- Task directions -
Extract the lines from the first line of the records below through the line containing "only; there is", inclusive, and reproduce them exactly as written.

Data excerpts
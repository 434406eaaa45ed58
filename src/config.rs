use std::time::Duration;

/// Fabric configuration
///
/// Tunables shared by the demultiplexer, the view client and the storage
/// maintenance services. Values are validated for positivity only; there is
/// no cross-field validation.
#[derive(Debug, Clone)]
pub struct FabricConfig {
    /// Interval between manager-issued minimum-id probes
    pub ping_interval: Duration,

    /// Maximum number of simultaneously open log/state file writers
    pub max_open_files: usize,

    /// Log file size at which the storage layer rotates to a new LOG file
    pub max_log_file_bytes: u64,

    /// Per-channel reorder backlog ceiling; exceeding it breaks the channel
    pub max_backlog_bytes: usize,

    /// Interval between prune passes over a cache directory
    pub prune_interval: Duration,

    /// How many times a given unknown channel id is logged before the
    /// warnings for that id are suppressed
    pub unknown_channel_log_limit: u32,
}

impl Default for FabricConfig {
    fn default() -> Self {
        Self {
            ping_interval: Duration::from_secs(20),
            max_open_files: 256,
            max_log_file_bytes: 10 * 1024 * 1024,
            max_backlog_bytes: 100 * 1024 * 1024,
            prune_interval: Duration::from_secs(60 * 10),
            unknown_channel_log_limit: 3,
        }
    }
}

impl FabricConfig {
    pub fn new() -> Self {
        Self::default()
    }

    /// Set the ping interval
    pub fn ping_interval(mut self, interval: Duration) -> Self {
        self.ping_interval = interval;
        self
    }

    /// Set the open-file cap
    pub fn max_open_files(mut self, max: usize) -> Self {
        self.max_open_files = max;
        self
    }

    /// Set the log rotation size
    pub fn max_log_file_bytes(mut self, bytes: u64) -> Self {
        self.max_log_file_bytes = bytes;
        self
    }

    /// Set the per-channel backlog ceiling
    pub fn max_backlog_bytes(mut self, bytes: usize) -> Self {
        self.max_backlog_bytes = bytes;
        self
    }

    /// Set the prune interval
    pub fn prune_interval(mut self, interval: Duration) -> Self {
        self.prune_interval = interval;
        self
    }

    /// Set the unknown-channel log suppression threshold
    pub fn unknown_channel_log_limit(mut self, limit: u32) -> Self {
        self.unknown_channel_log_limit = limit;
        self
    }

    pub fn validate(&self) -> Result<(), String> {
        if self.ping_interval.is_zero() {
            return Err("ping_interval must be positive".to_string());
        }
        if self.max_open_files == 0 {
            return Err("max_open_files must be positive".to_string());
        }
        if self.max_log_file_bytes == 0 {
            return Err("max_log_file_bytes must be positive".to_string());
        }
        if self.max_backlog_bytes == 0 {
            return Err("max_backlog_bytes must be positive".to_string());
        }
        if self.prune_interval.is_zero() {
            return Err("prune_interval must be positive".to_string());
        }
        Ok(())
    }
}

#[cfg(test)]
mod tests {
    use super::*;

    #[test]
    fn test_default_config_is_valid() {
        assert!(FabricConfig::default().validate().is_ok());
    }

    #[test]
    fn test_builder() {
        let config = FabricConfig::new()
            .ping_interval(Duration::from_secs(1))
            .max_open_files(16)
            .max_backlog_bytes(1024);
        assert_eq!(config.max_open_files, 16);
        assert_eq!(config.max_backlog_bytes, 1024);
        assert!(config.validate().is_ok());
    }

    #[test]
    fn test_zero_values_rejected() {
        let config = FabricConfig::new().max_open_files(0);
        assert!(config.validate().is_err());
    }
}
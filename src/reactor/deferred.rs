//! One-shot futures.
//!
//! A `Deferred` fires its registered callbacks exactly once, even when a
//! callback is registered after the result is already known.

use std::sync::{Arc, Condvar, Mutex};
use std::time::{Duration, Instant};

type Callback<T> = Box<dyn FnOnce(T) + Send>;

struct DeferredState<T> {
    result: Option<T>,
    callbacks: Vec<Callback<T>>,
}

struct DeferredInner<T> {
    state: Mutex<DeferredState<T>>,
    cond: Condvar,
}

pub struct Deferred<T> {
    inner: Arc<DeferredInner<T>>,
}

impl<T> Clone for Deferred<T> {
    fn clone(&self) -> Self {
        Self {
            inner: Arc::clone(&self.inner),
        }
    }
}

impl<T: Clone + Send + 'static> Deferred<T> {
    pub fn new() -> Self {
        Self {
            inner: Arc::new(DeferredInner {
                state: Mutex::new(DeferredState {
                    result: None,
                    callbacks: Vec::new(),
                }),
                cond: Condvar::new(),
            }),
        }
    }

    /// Settle the result and run every registered callback. A second fire is
    /// ignored.
    pub fn fire(&self, value: T) {
        let callbacks = {
            let Ok(mut state) = self.inner.state.lock() else {
                return;
            };
            if state.result.is_some() {
                return;
            }
            state.result = Some(value.clone());
            self.inner.cond.notify_all();
            std::mem::take(&mut state.callbacks)
        };
        // callbacks run outside the lock
        for callback in callbacks {
            callback(value.clone());
        }
    }

    /// Register a callback; runs immediately if the result is already known.
    pub fn on_result(&self, callback: Callback<T>) {
        let ready = {
            let Ok(mut state) = self.inner.state.lock() else {
                return;
            };
            match &state.result {
                Some(value) => Some(value.clone()),
                None => {
                    state.callbacks.push(callback);
                    return;
                }
            }
        };
        if let Some(value) = ready {
            callback(value);
        }
    }

    pub fn is_fired(&self) -> bool {
        self.inner
            .state
            .lock()
            .map(|state| state.result.is_some())
            .unwrap_or(false)
    }

    /// Block up to `timeout` for the result.
    pub fn wait(&self, timeout: Duration) -> Option<T> {
        let deadline = Instant::now() + timeout;
        let Ok(mut state) = self.inner.state.lock() else {
            return None;
        };
        loop {
            if let Some(value) = &state.result {
                return Some(value.clone());
            }
            let now = Instant::now();
            if now >= deadline {
                return None;
            }
            match self.inner.cond.wait_timeout(state, deadline - now) {
                Ok((next, _)) => state = next,
                Err(_) => return None,
            }
        }
    }
}

impl<T: Clone + Send + 'static> Default for Deferred<T> {
    fn default() -> Self {
        Self::new()
    }
}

- Task result -
repository 434406eaaa45ed58
filename src/config.rs
use std::time::Duration;

/// Fabric configuration
///
/// Tunables shared by the demultiplexer, the view client and the storage
/// maintenance services. Values are validated for positivity only; there is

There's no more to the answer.